Instructions for the task: Entries follow. Return each line that contains the word "criteria".

(Raw data)

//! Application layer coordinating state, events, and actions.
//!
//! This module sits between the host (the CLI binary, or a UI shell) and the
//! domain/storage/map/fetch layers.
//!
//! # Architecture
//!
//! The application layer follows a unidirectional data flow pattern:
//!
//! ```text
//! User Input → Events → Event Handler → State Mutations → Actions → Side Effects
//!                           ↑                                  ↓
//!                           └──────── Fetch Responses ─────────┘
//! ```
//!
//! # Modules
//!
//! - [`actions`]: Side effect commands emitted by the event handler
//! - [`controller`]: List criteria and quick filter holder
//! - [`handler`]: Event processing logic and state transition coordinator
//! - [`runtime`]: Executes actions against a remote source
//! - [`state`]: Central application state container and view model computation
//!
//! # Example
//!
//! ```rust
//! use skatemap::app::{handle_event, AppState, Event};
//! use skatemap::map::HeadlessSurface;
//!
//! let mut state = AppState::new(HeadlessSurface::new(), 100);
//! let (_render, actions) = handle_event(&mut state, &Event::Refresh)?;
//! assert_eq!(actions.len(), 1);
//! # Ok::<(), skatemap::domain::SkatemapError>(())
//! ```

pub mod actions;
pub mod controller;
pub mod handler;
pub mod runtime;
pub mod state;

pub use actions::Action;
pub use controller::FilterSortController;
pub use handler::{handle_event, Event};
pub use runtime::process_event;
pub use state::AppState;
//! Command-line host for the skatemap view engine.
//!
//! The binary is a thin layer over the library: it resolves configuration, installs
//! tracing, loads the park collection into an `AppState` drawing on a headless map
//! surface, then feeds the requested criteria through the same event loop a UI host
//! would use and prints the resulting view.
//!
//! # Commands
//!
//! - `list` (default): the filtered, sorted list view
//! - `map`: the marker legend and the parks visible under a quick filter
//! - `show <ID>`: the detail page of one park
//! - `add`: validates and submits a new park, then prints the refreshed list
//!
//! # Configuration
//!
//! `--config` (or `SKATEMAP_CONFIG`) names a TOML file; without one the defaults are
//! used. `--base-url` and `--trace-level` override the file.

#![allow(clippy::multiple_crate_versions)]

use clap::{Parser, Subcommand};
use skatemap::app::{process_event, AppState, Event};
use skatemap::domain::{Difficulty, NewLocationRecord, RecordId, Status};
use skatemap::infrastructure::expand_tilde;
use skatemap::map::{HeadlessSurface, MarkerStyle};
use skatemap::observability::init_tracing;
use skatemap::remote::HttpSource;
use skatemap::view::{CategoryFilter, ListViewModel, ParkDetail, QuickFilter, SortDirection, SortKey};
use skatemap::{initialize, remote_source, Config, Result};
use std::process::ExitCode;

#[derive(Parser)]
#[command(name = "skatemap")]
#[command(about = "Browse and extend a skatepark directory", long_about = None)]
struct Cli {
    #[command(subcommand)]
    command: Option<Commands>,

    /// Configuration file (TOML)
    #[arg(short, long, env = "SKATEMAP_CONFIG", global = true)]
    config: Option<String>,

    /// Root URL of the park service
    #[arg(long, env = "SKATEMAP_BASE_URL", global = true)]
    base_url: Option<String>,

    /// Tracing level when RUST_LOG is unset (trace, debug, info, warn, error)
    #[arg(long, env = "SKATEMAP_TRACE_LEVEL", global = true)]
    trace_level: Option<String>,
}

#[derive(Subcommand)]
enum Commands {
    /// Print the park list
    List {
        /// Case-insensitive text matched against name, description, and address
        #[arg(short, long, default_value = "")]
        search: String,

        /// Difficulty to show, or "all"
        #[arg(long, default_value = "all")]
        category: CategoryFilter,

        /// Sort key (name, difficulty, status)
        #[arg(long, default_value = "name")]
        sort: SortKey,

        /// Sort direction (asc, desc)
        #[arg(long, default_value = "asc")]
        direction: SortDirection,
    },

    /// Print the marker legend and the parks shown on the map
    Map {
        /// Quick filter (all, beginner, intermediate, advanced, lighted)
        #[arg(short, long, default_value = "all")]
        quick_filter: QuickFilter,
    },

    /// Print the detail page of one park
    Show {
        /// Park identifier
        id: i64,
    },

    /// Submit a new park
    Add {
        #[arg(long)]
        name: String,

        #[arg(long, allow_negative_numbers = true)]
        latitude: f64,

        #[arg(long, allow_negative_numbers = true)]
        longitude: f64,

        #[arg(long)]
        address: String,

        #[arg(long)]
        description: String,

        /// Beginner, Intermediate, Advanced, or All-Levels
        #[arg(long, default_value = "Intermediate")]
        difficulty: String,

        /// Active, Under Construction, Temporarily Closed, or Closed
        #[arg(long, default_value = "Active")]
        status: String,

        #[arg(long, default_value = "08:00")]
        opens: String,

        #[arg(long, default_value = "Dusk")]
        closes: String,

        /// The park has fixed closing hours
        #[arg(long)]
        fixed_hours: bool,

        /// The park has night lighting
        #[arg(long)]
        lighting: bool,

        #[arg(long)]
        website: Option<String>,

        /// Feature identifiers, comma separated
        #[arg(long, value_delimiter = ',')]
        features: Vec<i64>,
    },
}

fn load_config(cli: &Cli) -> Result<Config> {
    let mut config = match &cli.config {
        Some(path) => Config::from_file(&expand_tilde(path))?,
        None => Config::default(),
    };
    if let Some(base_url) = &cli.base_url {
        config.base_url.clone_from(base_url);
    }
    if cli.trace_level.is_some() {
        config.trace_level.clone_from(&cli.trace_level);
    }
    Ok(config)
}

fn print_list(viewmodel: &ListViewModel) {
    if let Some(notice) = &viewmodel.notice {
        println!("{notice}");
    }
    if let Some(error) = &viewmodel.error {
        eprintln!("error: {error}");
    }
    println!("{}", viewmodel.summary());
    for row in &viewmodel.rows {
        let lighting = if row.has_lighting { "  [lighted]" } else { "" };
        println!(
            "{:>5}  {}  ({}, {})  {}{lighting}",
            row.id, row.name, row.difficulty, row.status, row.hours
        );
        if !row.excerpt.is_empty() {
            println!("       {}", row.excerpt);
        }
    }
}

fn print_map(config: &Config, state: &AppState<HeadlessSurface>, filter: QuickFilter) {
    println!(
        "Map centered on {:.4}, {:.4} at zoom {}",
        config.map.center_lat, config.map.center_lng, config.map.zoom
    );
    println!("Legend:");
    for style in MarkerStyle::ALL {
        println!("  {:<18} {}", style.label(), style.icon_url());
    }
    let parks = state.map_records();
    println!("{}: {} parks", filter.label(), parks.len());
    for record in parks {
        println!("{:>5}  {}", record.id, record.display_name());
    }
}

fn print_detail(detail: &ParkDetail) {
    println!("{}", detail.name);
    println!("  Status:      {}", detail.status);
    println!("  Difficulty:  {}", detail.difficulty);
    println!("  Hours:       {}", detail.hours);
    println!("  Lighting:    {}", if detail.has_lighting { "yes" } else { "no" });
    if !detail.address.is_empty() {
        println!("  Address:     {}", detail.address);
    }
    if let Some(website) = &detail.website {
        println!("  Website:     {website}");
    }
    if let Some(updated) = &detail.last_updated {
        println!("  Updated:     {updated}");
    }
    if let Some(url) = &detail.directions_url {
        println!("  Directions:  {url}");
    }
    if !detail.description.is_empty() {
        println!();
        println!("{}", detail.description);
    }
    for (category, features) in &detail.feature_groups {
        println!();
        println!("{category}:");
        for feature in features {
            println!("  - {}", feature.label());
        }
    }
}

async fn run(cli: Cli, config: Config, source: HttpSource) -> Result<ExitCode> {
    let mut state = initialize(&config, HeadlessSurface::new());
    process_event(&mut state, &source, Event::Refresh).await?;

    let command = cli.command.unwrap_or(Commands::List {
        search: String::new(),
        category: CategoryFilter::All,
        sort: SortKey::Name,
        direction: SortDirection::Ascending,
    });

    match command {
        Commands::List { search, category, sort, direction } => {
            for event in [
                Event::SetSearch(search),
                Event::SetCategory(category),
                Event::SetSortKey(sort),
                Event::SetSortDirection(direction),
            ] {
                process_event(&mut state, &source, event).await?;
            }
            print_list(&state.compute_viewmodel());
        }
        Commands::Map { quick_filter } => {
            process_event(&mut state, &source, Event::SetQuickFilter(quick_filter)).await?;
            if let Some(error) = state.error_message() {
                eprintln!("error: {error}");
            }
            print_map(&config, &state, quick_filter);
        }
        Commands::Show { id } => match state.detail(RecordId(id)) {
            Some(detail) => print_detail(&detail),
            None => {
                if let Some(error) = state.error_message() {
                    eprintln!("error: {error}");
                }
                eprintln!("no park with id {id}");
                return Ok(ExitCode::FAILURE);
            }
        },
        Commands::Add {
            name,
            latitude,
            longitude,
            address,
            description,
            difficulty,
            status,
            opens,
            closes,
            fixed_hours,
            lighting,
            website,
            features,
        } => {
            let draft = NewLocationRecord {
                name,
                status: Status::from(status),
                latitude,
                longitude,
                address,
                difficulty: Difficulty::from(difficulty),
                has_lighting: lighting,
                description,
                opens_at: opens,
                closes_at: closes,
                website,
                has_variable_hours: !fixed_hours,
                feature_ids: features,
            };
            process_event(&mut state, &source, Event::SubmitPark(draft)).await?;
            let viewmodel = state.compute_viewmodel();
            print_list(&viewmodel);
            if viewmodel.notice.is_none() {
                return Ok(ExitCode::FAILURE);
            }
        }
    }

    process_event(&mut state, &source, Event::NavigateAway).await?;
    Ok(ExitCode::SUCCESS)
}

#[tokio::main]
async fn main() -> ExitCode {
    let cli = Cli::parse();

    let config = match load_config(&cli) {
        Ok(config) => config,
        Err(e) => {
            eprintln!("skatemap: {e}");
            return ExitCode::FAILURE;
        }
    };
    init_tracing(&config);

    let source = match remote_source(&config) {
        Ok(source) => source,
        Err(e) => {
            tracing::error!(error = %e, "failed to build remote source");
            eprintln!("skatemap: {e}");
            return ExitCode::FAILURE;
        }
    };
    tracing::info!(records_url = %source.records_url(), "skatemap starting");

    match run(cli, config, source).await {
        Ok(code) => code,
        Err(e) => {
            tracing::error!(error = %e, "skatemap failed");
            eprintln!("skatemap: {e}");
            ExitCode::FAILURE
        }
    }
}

(End Raw data)

Result of this task:
//! - [`controller`]: List criteria and quick filter holder
//! surface, then feeds the requested criteria through the same event loop a UI host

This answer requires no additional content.